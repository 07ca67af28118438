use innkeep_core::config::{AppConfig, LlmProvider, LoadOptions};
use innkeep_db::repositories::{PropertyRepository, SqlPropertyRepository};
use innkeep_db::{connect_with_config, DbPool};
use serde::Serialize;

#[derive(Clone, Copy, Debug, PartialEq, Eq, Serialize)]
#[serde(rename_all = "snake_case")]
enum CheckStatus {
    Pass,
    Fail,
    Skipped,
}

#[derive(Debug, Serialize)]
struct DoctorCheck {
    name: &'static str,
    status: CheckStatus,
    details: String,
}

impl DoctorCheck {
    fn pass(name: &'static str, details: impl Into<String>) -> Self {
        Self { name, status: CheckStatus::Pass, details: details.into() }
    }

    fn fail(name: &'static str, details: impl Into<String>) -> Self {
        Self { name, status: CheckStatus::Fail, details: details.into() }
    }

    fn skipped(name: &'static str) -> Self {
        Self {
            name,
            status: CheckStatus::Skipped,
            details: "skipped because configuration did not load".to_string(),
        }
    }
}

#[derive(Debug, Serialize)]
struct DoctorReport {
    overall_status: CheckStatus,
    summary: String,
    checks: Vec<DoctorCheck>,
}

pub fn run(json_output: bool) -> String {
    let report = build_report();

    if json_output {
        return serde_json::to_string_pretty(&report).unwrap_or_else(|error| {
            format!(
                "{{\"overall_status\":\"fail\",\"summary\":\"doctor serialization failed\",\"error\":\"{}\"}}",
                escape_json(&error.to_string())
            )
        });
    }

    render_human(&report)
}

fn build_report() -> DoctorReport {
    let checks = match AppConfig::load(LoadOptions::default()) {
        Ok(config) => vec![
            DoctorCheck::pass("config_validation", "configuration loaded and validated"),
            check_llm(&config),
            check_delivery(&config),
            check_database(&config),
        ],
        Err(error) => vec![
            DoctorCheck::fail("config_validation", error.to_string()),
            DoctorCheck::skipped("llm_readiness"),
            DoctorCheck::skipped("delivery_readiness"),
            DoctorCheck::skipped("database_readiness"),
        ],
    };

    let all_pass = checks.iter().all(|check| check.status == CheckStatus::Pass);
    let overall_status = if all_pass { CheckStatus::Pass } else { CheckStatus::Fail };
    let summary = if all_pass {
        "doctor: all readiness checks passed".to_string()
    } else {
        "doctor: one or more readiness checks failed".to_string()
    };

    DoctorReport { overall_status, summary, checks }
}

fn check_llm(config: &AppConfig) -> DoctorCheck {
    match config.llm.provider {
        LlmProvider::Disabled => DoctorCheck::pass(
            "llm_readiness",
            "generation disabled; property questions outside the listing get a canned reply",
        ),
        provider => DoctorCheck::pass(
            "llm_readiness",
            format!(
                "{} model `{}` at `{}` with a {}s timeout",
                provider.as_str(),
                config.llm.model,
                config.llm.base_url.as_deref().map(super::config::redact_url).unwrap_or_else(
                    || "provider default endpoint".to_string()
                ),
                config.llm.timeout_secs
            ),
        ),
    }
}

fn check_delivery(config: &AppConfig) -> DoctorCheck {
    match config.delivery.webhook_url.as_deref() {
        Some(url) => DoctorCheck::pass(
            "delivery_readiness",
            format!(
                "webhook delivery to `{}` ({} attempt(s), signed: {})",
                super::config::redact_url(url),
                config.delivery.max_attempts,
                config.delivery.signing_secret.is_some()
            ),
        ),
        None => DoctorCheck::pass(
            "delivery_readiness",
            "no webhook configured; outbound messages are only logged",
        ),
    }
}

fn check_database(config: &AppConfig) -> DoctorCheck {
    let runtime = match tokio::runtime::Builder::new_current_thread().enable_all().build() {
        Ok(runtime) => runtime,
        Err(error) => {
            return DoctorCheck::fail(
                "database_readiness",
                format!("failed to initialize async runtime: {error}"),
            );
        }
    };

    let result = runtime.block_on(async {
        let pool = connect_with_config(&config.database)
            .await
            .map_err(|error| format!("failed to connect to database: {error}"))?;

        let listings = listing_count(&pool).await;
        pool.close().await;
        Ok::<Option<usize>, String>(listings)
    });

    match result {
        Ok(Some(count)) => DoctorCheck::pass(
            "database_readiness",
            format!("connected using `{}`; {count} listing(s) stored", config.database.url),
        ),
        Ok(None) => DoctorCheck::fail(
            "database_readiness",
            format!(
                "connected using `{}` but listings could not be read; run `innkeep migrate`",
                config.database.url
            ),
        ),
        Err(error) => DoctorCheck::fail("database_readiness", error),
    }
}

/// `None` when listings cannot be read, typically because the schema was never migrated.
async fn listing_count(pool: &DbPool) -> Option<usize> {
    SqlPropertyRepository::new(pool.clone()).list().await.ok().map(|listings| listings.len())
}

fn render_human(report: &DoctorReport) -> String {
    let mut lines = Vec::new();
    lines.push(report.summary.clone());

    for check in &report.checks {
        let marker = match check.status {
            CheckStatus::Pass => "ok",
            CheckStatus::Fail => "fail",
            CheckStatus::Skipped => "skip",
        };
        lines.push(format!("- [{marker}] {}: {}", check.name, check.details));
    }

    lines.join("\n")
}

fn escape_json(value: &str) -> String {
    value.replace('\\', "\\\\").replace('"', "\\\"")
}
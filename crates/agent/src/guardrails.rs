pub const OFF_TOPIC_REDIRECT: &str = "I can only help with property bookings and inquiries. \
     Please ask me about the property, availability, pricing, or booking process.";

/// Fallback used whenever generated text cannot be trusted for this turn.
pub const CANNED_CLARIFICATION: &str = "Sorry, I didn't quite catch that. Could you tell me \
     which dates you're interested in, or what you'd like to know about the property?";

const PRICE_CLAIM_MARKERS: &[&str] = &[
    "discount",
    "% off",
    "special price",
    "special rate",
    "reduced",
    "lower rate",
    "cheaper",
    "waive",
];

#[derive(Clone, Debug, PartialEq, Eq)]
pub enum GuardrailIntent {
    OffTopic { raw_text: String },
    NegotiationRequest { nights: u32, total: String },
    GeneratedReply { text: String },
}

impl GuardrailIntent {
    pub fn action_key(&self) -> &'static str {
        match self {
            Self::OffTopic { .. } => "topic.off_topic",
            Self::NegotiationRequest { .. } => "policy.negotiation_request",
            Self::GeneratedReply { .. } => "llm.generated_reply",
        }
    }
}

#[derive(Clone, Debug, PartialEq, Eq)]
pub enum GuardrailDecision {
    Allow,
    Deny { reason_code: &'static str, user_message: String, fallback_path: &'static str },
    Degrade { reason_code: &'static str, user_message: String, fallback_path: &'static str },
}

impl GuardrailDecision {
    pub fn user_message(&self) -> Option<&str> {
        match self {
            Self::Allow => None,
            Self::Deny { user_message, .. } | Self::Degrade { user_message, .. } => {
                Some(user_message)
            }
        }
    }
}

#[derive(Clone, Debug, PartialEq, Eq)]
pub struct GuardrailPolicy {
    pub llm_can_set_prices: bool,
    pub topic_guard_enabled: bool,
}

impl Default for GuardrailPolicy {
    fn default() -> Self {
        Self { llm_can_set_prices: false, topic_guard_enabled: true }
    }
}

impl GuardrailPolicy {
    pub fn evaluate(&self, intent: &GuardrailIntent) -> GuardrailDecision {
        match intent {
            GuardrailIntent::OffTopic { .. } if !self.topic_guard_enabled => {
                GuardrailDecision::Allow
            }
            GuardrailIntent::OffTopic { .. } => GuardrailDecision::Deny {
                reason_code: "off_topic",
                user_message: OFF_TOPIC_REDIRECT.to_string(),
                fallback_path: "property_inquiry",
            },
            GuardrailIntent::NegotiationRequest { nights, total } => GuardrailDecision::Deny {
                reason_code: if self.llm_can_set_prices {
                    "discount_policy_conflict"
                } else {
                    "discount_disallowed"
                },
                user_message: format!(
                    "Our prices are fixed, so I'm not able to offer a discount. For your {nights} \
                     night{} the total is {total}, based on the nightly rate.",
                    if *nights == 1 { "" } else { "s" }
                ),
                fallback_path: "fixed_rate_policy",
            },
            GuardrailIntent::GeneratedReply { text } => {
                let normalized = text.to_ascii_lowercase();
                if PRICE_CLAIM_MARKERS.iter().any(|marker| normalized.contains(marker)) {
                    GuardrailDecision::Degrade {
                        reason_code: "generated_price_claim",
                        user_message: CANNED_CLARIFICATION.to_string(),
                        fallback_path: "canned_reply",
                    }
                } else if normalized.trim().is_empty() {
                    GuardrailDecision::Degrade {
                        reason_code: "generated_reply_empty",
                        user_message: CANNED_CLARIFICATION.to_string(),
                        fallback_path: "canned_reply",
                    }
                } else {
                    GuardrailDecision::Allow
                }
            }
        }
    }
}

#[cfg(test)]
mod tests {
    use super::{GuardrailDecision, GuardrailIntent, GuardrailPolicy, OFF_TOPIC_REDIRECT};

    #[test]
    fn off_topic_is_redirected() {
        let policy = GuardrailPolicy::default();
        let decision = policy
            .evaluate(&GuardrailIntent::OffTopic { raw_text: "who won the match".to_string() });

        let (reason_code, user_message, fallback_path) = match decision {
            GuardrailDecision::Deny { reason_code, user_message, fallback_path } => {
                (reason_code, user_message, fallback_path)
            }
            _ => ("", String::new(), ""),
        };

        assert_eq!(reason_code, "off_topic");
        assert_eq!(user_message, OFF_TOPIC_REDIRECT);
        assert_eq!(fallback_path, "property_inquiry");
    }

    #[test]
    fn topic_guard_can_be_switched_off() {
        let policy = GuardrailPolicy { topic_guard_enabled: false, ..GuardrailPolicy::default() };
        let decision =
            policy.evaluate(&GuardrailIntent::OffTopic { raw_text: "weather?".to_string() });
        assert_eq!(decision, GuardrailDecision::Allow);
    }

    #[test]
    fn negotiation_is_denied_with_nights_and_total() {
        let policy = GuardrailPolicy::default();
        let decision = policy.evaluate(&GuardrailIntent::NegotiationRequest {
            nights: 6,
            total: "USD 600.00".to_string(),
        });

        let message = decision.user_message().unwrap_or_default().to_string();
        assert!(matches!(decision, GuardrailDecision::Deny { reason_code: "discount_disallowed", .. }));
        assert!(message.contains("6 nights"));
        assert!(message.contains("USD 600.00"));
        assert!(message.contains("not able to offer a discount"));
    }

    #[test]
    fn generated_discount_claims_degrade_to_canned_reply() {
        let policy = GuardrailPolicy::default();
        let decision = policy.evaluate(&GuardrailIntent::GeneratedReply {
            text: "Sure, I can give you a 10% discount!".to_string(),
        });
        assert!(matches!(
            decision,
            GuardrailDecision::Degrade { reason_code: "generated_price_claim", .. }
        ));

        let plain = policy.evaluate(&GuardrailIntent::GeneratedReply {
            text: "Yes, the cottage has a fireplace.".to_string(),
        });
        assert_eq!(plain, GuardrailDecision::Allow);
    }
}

——————————

Please retype the top of the data exactly, down to and including the line that holds "#[derive(Clone, Copy, Debug, PartialEq, Eq, Serialize)]", and nothing further.

repository 07ca67af28118438
use innkeep_core::config::{AppConfig, LlmProvider, LoadOptions};
use innkeep_db::repositories::{PropertyRepository, SqlPropertyRepository};
use innkeep_db::{connect_with_config, DbPool};
use serde::Serialize;

#[derive(Clone, Copy, Debug, PartialEq, Eq, Serialize)]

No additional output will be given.